Knauer acknowledged that some dispatchers do take advantage of paid time-off and the Family and Medical Leave Act (FMLA), which leaves openings that management needs to assign.
The county hired Business Information Group in September to conduct an operational review of the 911 center in the wake of issues with the fire and EMS paging systems, and Brininger said that review is ongoing.
The York Dispatch has filed a Right-to-Know request for that contract and any recommendations BIG has made during its review, and the county filed for an extension that will make its response due in early May.
No quick fix: County officials have said the staffing issues they face are a problem at 911 centers everywhere — and indeed, a recent news article by The Herald Mail-Media indicates similar concerns in Washington County — but a York Dispatch investigation finds that York County is unique in the extent of its shortage.
The York Dispatch compiled employment numbers from more than a dozen other county 911 centers in Pennsylvania either near York or with a similar population size.
None came close to York County's current total of 26 openings, with Montgomery and Lehigh counties the only other counties reporting more than 10 openings.
In Montgomery County — where Temple now works as a dispatcher — they have 15 openings out of 126 total employment slots, according to their deputy director.
Lehigh County has 12 openings for 42 total slots, but their director, Laurie Bailey, pointed out that the county has allotted 16 additional dispatcher positions for the 911 center since the beginning of 2018. The center was fully staffed before that, she said.
Asked about this discrepancy, Byrnes pointed to the large number of dispatcher applications the county has received recently.
But a lengthy, intensive training process means the current dispatchers won't see much immediate relief, and large training classes don't necessarily mean a large influx of new dispatchers.

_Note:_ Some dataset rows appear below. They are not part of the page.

use leptos::{html, prelude::*};

use super::effects::{reveal_css, use_decrypt, use_reveal_latch};
use super::SectionHeader;
use crate::content::Portfolio;
use crate::fx::Reveal;
use crate::sections::SectionId;

#[component]
pub fn About() -> impl IntoView {
    let content = expect_context::<&'static Portfolio>();
    let timings = content.timings;
    let section_ref = NodeRef::<html::Section>::new();
    let visible = use_reveal_latch(section_ref, SectionId::About.threshold());
    let bio = use_decrypt(
        &content.about.bio,
        timings.decrypt_tick_ms,
        timings.decrypt_stride,
        visible,
    );

    view! {
        <section
            id=SectionId::About.id()
            node_ref=section_ref
            class="relative min-h-screen py-24 px-4 overflow-hidden"
        >
            <div class="max-w-7xl mx-auto relative z-10">
                <SectionHeader visible kicker="Identity Verification" title="IDENTITY_VERIFY" />
                <div class="grid lg:grid-cols-2 gap-12 lg:gap-20 items-center">
                    <div class="relative" style=reveal_css(visible, Reveal::left(300))>
                        <div class="relative overflow-hidden border-2 border-green/30 group">
                            <div class="absolute inset-0 scan-line z-10 pointer-events-none" />
                            <img
                                src=content.about.photo.clone()
                                alt="Profile"
                                class="w-full max-w-md mx-auto object-cover transition-transform duration-700 group-hover:scale-105"
                            />
                        </div>
                        <div class="absolute -bottom-4 -right-4 bg-black border border-green px-4 py-2">
                            <span class="text-xs text-green">"STATUS: ACTIVE"</span>
                        </div>
                    </div>
                    <div style=reveal_css(visible, Reveal::right(500))>
                        <div class="mb-8">
                            <div class="flex items-center gap-2 mb-4">
                                <span class="w-2 h-2 bg-cyan rounded-full animate-pulse" />
                                <span class="text-xs text-cyan">"DECRYPTING_PROFILE..."</span>
                            </div>
                            <div class="text-sm md:text-base leading-relaxed whitespace-pre-line border-l-2 border-green/30 pl-4">
                                {move || bio.get()}
                                <span class="terminal-cursor text-green" />
                            </div>
                        </div>
                        <div class="grid grid-cols-2 md:grid-cols-4 gap-4">
                            {content
                                .about
                                .highlights
                                .iter()
                                .map(|item| {
                                    view! {
                                        <div class="group relative p-4 border border-green/20 hover:border-green/60 transition-all duration-300">
                                            <div class="mb-2" style:color=item.accent.hex()>
                                                {item.icon.glyph()}
                                            </div>
                                            <div class="text-xl font-bold" style:color=item.accent.hex()>
                                                {item.value.clone()}
                                            </div>
                                            <div class="text-xs text-muted uppercase tracking-wider">
                                                {item.label.clone()}
                                            </div>
                                        </div>
                                    }
                                })
                                .collect_view()}
                        </div>
                    </div>
                </div>
            </div>
        </section>
    }
}
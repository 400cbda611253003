use leptos::{html, prelude::*};

use super::effects::{use_reveal_latch, use_typewriter, MatrixRain};
use super::nav::scroll_to;
use crate::content::{Icon, Portfolio};
use crate::sections::SectionId;

#[component]
pub fn Hero() -> impl IntoView {
    let content = expect_context::<&'static Portfolio>();
    let timings = content.timings;
    let section_ref = NodeRef::<html::Section>::new();
    let visible = use_reveal_latch(section_ref, SectionId::Hero.threshold());

    let title = use_typewriter(content.hero.title.clone(), timings.title_tick_ms, 0, visible);
    let subtitle = use_typewriter(
        content.hero.subtitle.clone(),
        timings.subtitle_tick_ms,
        timings.subtitle_delay_ms,
        visible,
    );

    view! {
        <section
            id=SectionId::Hero.id()
            node_ref=section_ref
            class="relative min-h-screen flex items-center justify-center overflow-hidden"
        >
            <MatrixRain cell_px=timings.rain_cell_px />
            <div class="absolute inset-0 bg-gradient-to-b from-transparent via-background/50 to-background z-10" />
            <div class="relative z-20 text-center px-4 max-w-6xl mx-auto">
                <div class="animate-fade-in-up mb-8">
                    <div class="inline-flex items-center gap-2 px-4 py-2 border border-green/30 rounded-full bg-green/5">
                        <span class="w-2 h-2 bg-green rounded-full animate-pulse" />
                        <span class="text-xs text-green uppercase tracking-widest">
                            "System Online"
                        </span>
                    </div>
                </div>
                <h1
                    class="glitch text-5xl md:text-7xl lg:text-8xl font-bold mb-6 tracking-wider"
                    data-text=move || title.get()
                >
                    <span class="text-gradient">{move || title.get()}</span>
                    <span class="typing-cursor" />
                </h1>
                <p class="text-lg md:text-xl lg:text-2xl text-muted mb-8 tracking-[0.3em] uppercase">
                    {move || subtitle.get()}
                    <span class="typing-cursor" />
                </p>
                <p class="text-muted max-w-2xl mx-auto mb-12 text-base md:text-lg animate-fade-in-up">
                    {content.hero.tagline.clone()}
                </p>
                <div class="flex flex-col sm:flex-row gap-4 justify-center items-center">
                    <button class="cyber-button" on:click=move |_| scroll_to(SectionId::About)>
                        {Icon::Terminal.glyph()}
                        " [ INITIATE_PROTOCOL ]"
                    </button>
                    <a
                        href=SectionId::Contact.href()
                        on:click=move |ev| {
                            ev.prevent_default();
                            scroll_to(SectionId::Contact);
                        }
                        class="px-8 py-3 text-sm uppercase tracking-wider border border-cyan text-cyan hover:bg-cyan/10 transition-all duration-300"
                    >
                        {Icon::Lock.glyph()}
                        " ESTABLISH_CONNECTION"
                    </a>
                </div>
                <div class="grid grid-cols-3 gap-8 max-w-2xl mx-auto mt-16">
                    {content
                        .hero
                        .stats
                        .iter()
                        .map(|stat| {
                            view! {
                                <div class="text-center">
                                    <div class="mb-2 text-xl" style:color=stat.accent.hex()>
                                        {stat.icon.glyph()}
                                    </div>
                                    <div
                                        class="text-2xl md:text-3xl font-bold"
                                        style:color=stat.accent.hex()
                                    >
                                        {stat.value.clone()}
                                    </div>
                                    <div class="text-xs text-muted uppercase tracking-wider">
                                        {stat.label.clone()}
                                    </div>
                                </div>
                            }
                        })
                        .collect_view()}
                </div>
            </div>
            <button
                class="absolute bottom-8 left-1/2 -translate-x-1/2 z-20 animate-bounce text-green/50 hover:text-green transition-colors"
                on:click=move |_| scroll_to(SectionId::About)
                aria-label="Scroll to about"
            >
                "▼"
            </button>
        </section>
    }
}
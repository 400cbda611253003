use chrono::{DateTime, Datelike, Utc};
use leptos::prelude::*;

use super::nav::scroll_to;
use crate::content::{Link, Portfolio};
use crate::sections::SectionId;

/// Build date for the footer, `YYYY-MM-DD`, or the raw stamp if it won't parse.
fn compiled_on() -> String {
    let raw = env!("BUILD_TIME");
    DateTime::parse_from_rfc3339(raw)
        .map(|dt| dt.format("%Y-%m-%d").to_string())
        .unwrap_or_else(|_| raw.to_string())
}

fn section_for(href: &str) -> Option<SectionId> {
    let id = href.strip_prefix('#')?;
    SectionId::NAV.into_iter().find(|s| s.id() == id)
}

#[component]
fn FooterLink(link: &'static Link) -> impl IntoView {
    match section_for(&link.href) {
        Some(section) => view! {
            <a
                href=section.href()
                on:click=move |ev| {
                    ev.prevent_default();
                    scroll_to(section);
                }
                class="text-sm text-muted hover:text-green transition-colors"
            >
                "> "
                {link.label.clone()}
            </a>
        }
        .into_any(),
        None => view! {
            <a href=link.href.clone() class="text-sm text-muted hover:text-green transition-colors">
                "> "
                {link.label.clone()}
            </a>
        }
        .into_any(),
    }
}

#[component]
pub fn Footer() -> impl IntoView {
    let content = expect_context::<&'static Portfolio>();
    let footer = &content.footer;
    let year = Utc::now().year();

    view! {
        <footer class="relative z-10 border-t border-green/20 bg-black/60 py-12 px-4">
            <div class="max-w-7xl mx-auto grid md:grid-cols-3 gap-8">
                <div>
                    <h3 class="text-xl font-bold mb-4">
                        <span class="text-green">{content.owner.brand.clone()}</span>
                        <span class="text-cyan">{content.owner.brand_suffix.clone()}</span>
                    </h3>
                    <p class="text-sm text-muted mb-4">{footer.blurb.clone()}</p>
                    <div class="flex gap-3">
                        {footer
                            .socials
                            .iter()
                            .map(|link| {
                                let target = link.is_external().then_some("_blank");
                                view! {
                                    <a
                                        href=link.href.clone()
                                        target=target
                                        rel=target.map(|_| "noopener noreferrer")
                                        aria-label=link.label.clone()
                                        class="p-2 border border-green/30 text-green hover:border-green hover:bg-green/10 transition-colors"
                                    >
                                        {match link.icon.devicon() {
                                            Some(class) => view! { <i class=class /> }.into_any(),
                                            None => link.icon.glyph().into_any(),
                                        }}
                                    </a>
                                }
                            })
                            .collect_view()}
                    </div>
                </div>
                <div>
                    <h4 class="text-sm text-cyan uppercase tracking-wider mb-4">"Quick Links"</h4>
                    <nav class="flex flex-col gap-2">
                        {footer
                            .quick_links
                            .iter()
                            .map(|link| view! { <FooterLink link /> })
                            .collect_view()}
                    </nav>
                </div>
                <div>
                    <h4 class="text-sm text-cyan uppercase tracking-wider mb-4">"System Status"</h4>
                    <ul class="space-y-2 text-sm">
                        <li class="flex items-center gap-2">
                            <span class="w-2 h-2 rounded-full bg-green animate-pulse" />
                            <span class="text-green">"ONLINE"</span>
                        </li>
                        {footer
                            .status
                            .iter()
                            .map(|s| {
                                view! {
                                    <li class="flex items-center gap-2 text-muted">
                                        <span class="w-2 h-2 rounded-full bg-cyan" />
                                        {s.clone()}
                                    </li>
                                }
                            })
                            .collect_view()}
                    </ul>
                </div>
            </div>
            <div class="max-w-7xl mx-auto mt-8 pt-8 border-t border-green/10 flex flex-col md:flex-row justify-between gap-2 text-xs text-muted">
                <span>{format!("© {year} {}. All rights reserved.", content.owner.name)}</span>
                <span>{format!("last compiled {}", compiled_on())}</span>
            </div>
        </footer>
    }
}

Lotier said he started training with a class of 20, but he's one of only three remaining, and one of those is now an administrator. He said he understands the county is trying to help, but there's no quick fix.
Asked about what the county is doing to address the issues that led the shortage, Byrnes said they need cooperation from dispatchers to encourage and teach the incoming recruits.
"We're going down the right path," she said.